- [WHAT THE TASK REQUIRES]: Go through the records and filter out every line lacking the word "available"; copy the lines that remain.

TASK INPUTS: Begin

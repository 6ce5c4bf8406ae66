use snafu::Snafu;

/// Failures raised by a [`Store`](crate::store::Store) backend.
///
/// Backends never retry; whatever the transport reports is handed back to the
/// caller with the underlying cause attached.
#[derive(Debug, Snafu)]
pub enum StoreError {
    #[snafu(display("Error returned from redis"))]
    Redis {
        #[snafu(source)]
        source: redis::RedisError,
    },

    #[snafu(display("Error returned from database"))]
    Sqlx {
        #[snafu(source)]
        source: sqlx::Error,
    },

    #[snafu(display("Error running migrations"))]
    Migrate {
        #[snafu(source)]
        source: sqlx::migrate::MigrateError,
    },

    #[snafu(display("Invalid store address: {address}"))]
    InvalidAddress {
        address: String,
        #[snafu(source)]
        source: url::ParseError,
    },

    #[snafu(display("Timed out connecting to {address}"))]
    ConnectTimeout { address: String },
}

impl From<redis::RedisError> for StoreError {
    fn from(source: redis::RedisError) -> Self {
        Self::Redis { source }
    }
}

impl From<sqlx::Error> for StoreError {
    fn from(source: sqlx::Error) -> Self {
        Self::Sqlx { source }
    }
}

impl From<sqlx::migrate::MigrateError> for StoreError {
    fn from(source: sqlx::migrate::MigrateError) -> Self {
        Self::Migrate { source }
    }
}

/// Errors surfaced by the queue protocol.
#[derive(Debug, Snafu)]
pub enum Error {
    /// Pull found nothing available. Expected control flow, not a failure.
    #[snafu(display("queue is empty"))]
    QueueEmpty,

    #[snafu(display("message not found: {id}"))]
    MessageNotFound { id: String },

    #[snafu(display("invalid receipt for message {id}"))]
    InvalidReceipt { id: String },

    /// Only produced by the reaper when it dead-letters a message.
    #[snafu(display("max retries reached for message {id} after {retries} deliveries"))]
    MaxRetriesReached { id: String, retries: u32 },

    #[snafu(display("Corrupt record for message {id}: {reason}"))]
    CorruptRecord { id: String, reason: String },

    #[snafu(display("Invalid parameter: {message}"))]
    InvalidParameter { message: String },

    #[snafu(display("Store error"))]
    Store {
        #[snafu(source)]
        source: StoreError,
    },
}

impl From<StoreError> for Error {
    fn from(source: StoreError) -> Self {
        Self::Store { source }
    }
}

impl Error {
    pub fn is_queue_empty(&self) -> bool {
        matches!(self, Self::QueueEmpty)
    }

    pub fn message_not_found(id: impl Into<String>) -> Self {
        Self::MessageNotFound { id: id.into() }
    }

    pub fn invalid_receipt(id: impl Into<String>) -> Self {
        Self::InvalidReceipt { id: id.into() }
    }

    pub fn corrupt(id: impl Into<String>, reason: impl Into<String>) -> Self {
        Self::CorruptRecord {
            id: id.into(),
            reason: reason.into(),
        }
    }

    pub fn invalid_parameter(message: impl Into<String>) -> Self {
        Self::InvalidParameter {
            message: message.into(),
        }
    }
}
use std::time::Duration;

use chrono::{TimeDelta, Utc};
use leasemq::{keys, reaper::ReapReport, store::End};

mod common;

use common::{after_timeout, interleaving_queue, memory_queue, unique, TIMEOUT};

#[tokio::test]
async fn test_unexpired_lease_is_left_alone() {
    let queue = memory_queue();
    let name = unique("busy");

    queue.push(&name, "x").await.unwrap();
    queue.pull(&name, TIMEOUT).await.unwrap();

    let report = queue.reaper().run_once().await;

    assert_eq!(report, ReapReport::default());
    assert_eq!(queue.stats(&name).await.unwrap().in_flight, 1);
}

#[tokio::test]
async fn test_requeue_keeps_retry_count() {
    let queue = memory_queue();
    let name = unique("requeue");

    let id = queue.push(&name, "x").await.unwrap();
    queue.pull(&name, Duration::ZERO).await.unwrap();

    let report = queue.reaper().run_once_at(after_timeout()).await;
    assert_eq!(report.requeued, 1);

    let store = queue.store();
    let record = store.hash_get_all(&keys::message(&id)).await.unwrap();
    assert_eq!(&record["retry_count"][..], b"1");
    assert!(!record.contains_key("receipt"));
    assert!(store
        .sorted_set_range_by_score(keys::VISIBILITY, f64::INFINITY)
        .await
        .unwrap()
        .is_empty());
}

#[tokio::test]
async fn test_dead_letter_queue_does_not_dead_letter_again() {
    let queue = memory_queue();
    let name = unique("poison");
    let dead_letter = queue.options().dead_letter_queue.clone();

    queue.push(&name, "x").await.unwrap();

    let mut reports = Vec::new();
    for _ in 0..queue.options().max_retries {
        queue.pull(&name, TIMEOUT).await.unwrap();
        reports.push(queue.reaper().run_once_at(after_timeout()).await);
    }
    assert_eq!(reports.iter().map(|r| r.requeued).sum::<u64>(), 2);
    assert_eq!(reports.last().unwrap().dead_lettered, 1);

    // Expiring out of the dead-letter queue lands back in it.
    queue.pull(&dead_letter, TIMEOUT).await.unwrap();
    let report = queue.reaper().run_once_at(after_timeout()).await;
    assert_eq!((report.requeued, report.dead_lettered), (1, 0));

    let stats = queue.stats(&dead_letter).await.unwrap();
    assert_eq!((stats.available, stats.in_flight), (1, 0));
    assert_eq!(queue.stats(&name).await.unwrap().available, 0);
}

#[tokio::test]
async fn test_missing_record_is_orphaned() {
    let queue = memory_queue();
    let name = unique("orphan");

    let id = queue.push(&name, "x").await.unwrap();
    queue.pull(&name, TIMEOUT).await.unwrap();
    queue.store().hash_delete(&keys::message(&id)).await.unwrap();

    let report = queue.reaper().run_once_at(after_timeout()).await;

    assert_eq!(report.orphaned, 1);
    assert_eq!(report.requeued, 0);
    let stats = queue.stats(&name).await.unwrap();
    assert_eq!((stats.available, stats.in_flight), (0, 0));
}

#[tokio::test]
async fn test_malformed_expiry_entry_is_dropped() {
    let queue = memory_queue();
    let store = queue.store();

    store
        .sorted_set_add(keys::VISIBILITY, 0.0, "no-separator")
        .await
        .unwrap();

    let report = queue.reaper().run_once().await;

    assert_eq!(report.orphaned, 1);
    assert!(store
        .sorted_set_range_by_score(keys::VISIBILITY, f64::INFINITY)
        .await
        .unwrap()
        .is_empty());
}

#[tokio::test]
async fn test_competing_reapers_move_once() {
    let (queue, _store) = interleaving_queue();
    let name = unique("shared");

    let id = queue.push(&name, "x").await.unwrap();
    queue.pull(&name, TIMEOUT).await.unwrap();

    let at = after_timeout();
    let mut first = queue.reaper();
    let mut second = queue.reaper();

    // Every store call yields, so both reapers read the same expired entry
    // before either one moves it.
    let (a, b) = tokio::join!(first.run_once_at(at), second.run_once_at(at));

    assert_eq!(a.requeued + b.requeued, 1);
    assert_eq!(a.orphaned + b.orphaned, 0);
    assert_eq!(
        queue.store().list_range(&keys::available(&name)).await.unwrap(),
        vec![id]
    );
    assert_eq!(queue.stats(&name).await.unwrap().in_flight, 0);
    assert!(queue
        .store()
        .sorted_set_range_by_score(keys::VISIBILITY, f64::INFINITY)
        .await
        .unwrap()
        .is_empty());
}

#[tokio::test]
async fn test_in_flight_sweep_runs_every_half_grace() {
    let queue = memory_queue();
    let name = unique("throttled");
    let grace = TimeDelta::from_std(queue.options().reaper_grace).unwrap();

    let mut reaper = queue.reaper();
    let start = Utc::now();
    reaper.run_once_at(start).await;

    // An in-flight id whose record is gone, with no expiry entry.
    let id = queue.push(&name, "x").await.unwrap();
    let store = queue.store();
    store
        .list_move(
            &keys::available(&name),
            &keys::in_flight(&name),
            End::Right,
            End::Left,
        )
        .await
        .unwrap();
    store.hash_delete(&keys::message(&id)).await.unwrap();

    let report = reaper.run_once_at(start + TimeDelta::seconds(1)).await;
    assert_eq!(report.orphaned, 0);
    assert_eq!(queue.stats(&name).await.unwrap().in_flight, 1);

    let report = reaper.run_once_at(start + grace / 2).await;
    assert_eq!(report.orphaned, 1);
    assert_eq!(queue.stats(&name).await.unwrap().in_flight, 0);
}

#[tokio::test]
async fn test_unleased_in_flight_id_recovered_after_grace() {
    let queue = memory_queue();
    let name = unique("gap");
    let grace = TimeDelta::from_std(queue.options().reaper_grace).unwrap();

    let id = queue.push(&name, "x").await.unwrap();

    // A pull that took the id but never recorded its lease.
    let store = queue.store();
    store
        .list_move(
            &keys::available(&name),
            &keys::in_flight(&name),
            End::Right,
            End::Left,
        )
        .await
        .unwrap();

    let mut reaper = queue.reaper();
    let now = Utc::now();

    let report = reaper.run_once_at(now).await;
    assert_eq!(report.recovered, 0);

    let report = reaper.run_once_at(now + grace / 2).await;
    assert_eq!(report.recovered, 0);

    let report = reaper.run_once_at(now + grace + TimeDelta::seconds(1)).await;
    assert_eq!(report.recovered, 1);

    let message = queue.pull(&name, TIMEOUT).await.unwrap();
    assert_eq!(message.id, id);
    assert_eq!(queue.stats(&name).await.unwrap().in_flight, 1);
}

#[tokio::test]
async fn test_leased_message_is_not_a_gap_suspect() {
    let queue = memory_queue();
    let name = unique("leased");

    queue.push(&name, "x").await.unwrap();
    queue.pull(&name, TIMEOUT).await.unwrap();

    let mut reaper = queue.reaper();
    let now = Utc::now();
    reaper.run_once_at(now).await;
    let report = reaper
        .run_once_at(now + TimeDelta::seconds(5))
        .await;

    assert_eq!(report, ReapReport::default());
    assert_eq!(queue.stats(&name).await.unwrap().in_flight, 1);
}

#[tokio::test]
async fn test_spawned_reaper_requeues_and_shuts_down() {
    let queue = memory_queue();
    let name = unique("background");

    let id = queue.push(&name, "x").await.unwrap();
    queue.pull(&name, Duration::ZERO).await.unwrap();

    let reaper = queue.spawn_reaper();

    let message = tokio::time::timeout(Duration::from_secs(5), async {
        loop {
            match queue.pull(&name, TIMEOUT).await {
                Ok(message) => break message,
                Err(e) if e.is_queue_empty() => {
                    tokio::time::sleep(Duration::from_millis(10)).await
                }
                Err(e) => panic!("unexpected error: {e}"),
            }
        }
    })
    .await
    .unwrap();

    assert_eq!(message.id, id);
    assert_eq!(message.retry_count, 2);

    reaper.shutdown().await;
}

TASK INPUTS: End

- [RESPONSE]:
    /// Pull found nothing available. Expected control flow, not a failure.
    assert_eq!((stats.available, stats.in_flight), (1, 0));
    assert_eq!(queue.stats(&name).await.unwrap().available, 0);
    assert_eq!((stats.available, stats.in_flight), (0, 0));
        queue.store().list_range(&keys::available(&name)).await.unwrap(),
            &keys::available(&name),
            &keys::available(&name),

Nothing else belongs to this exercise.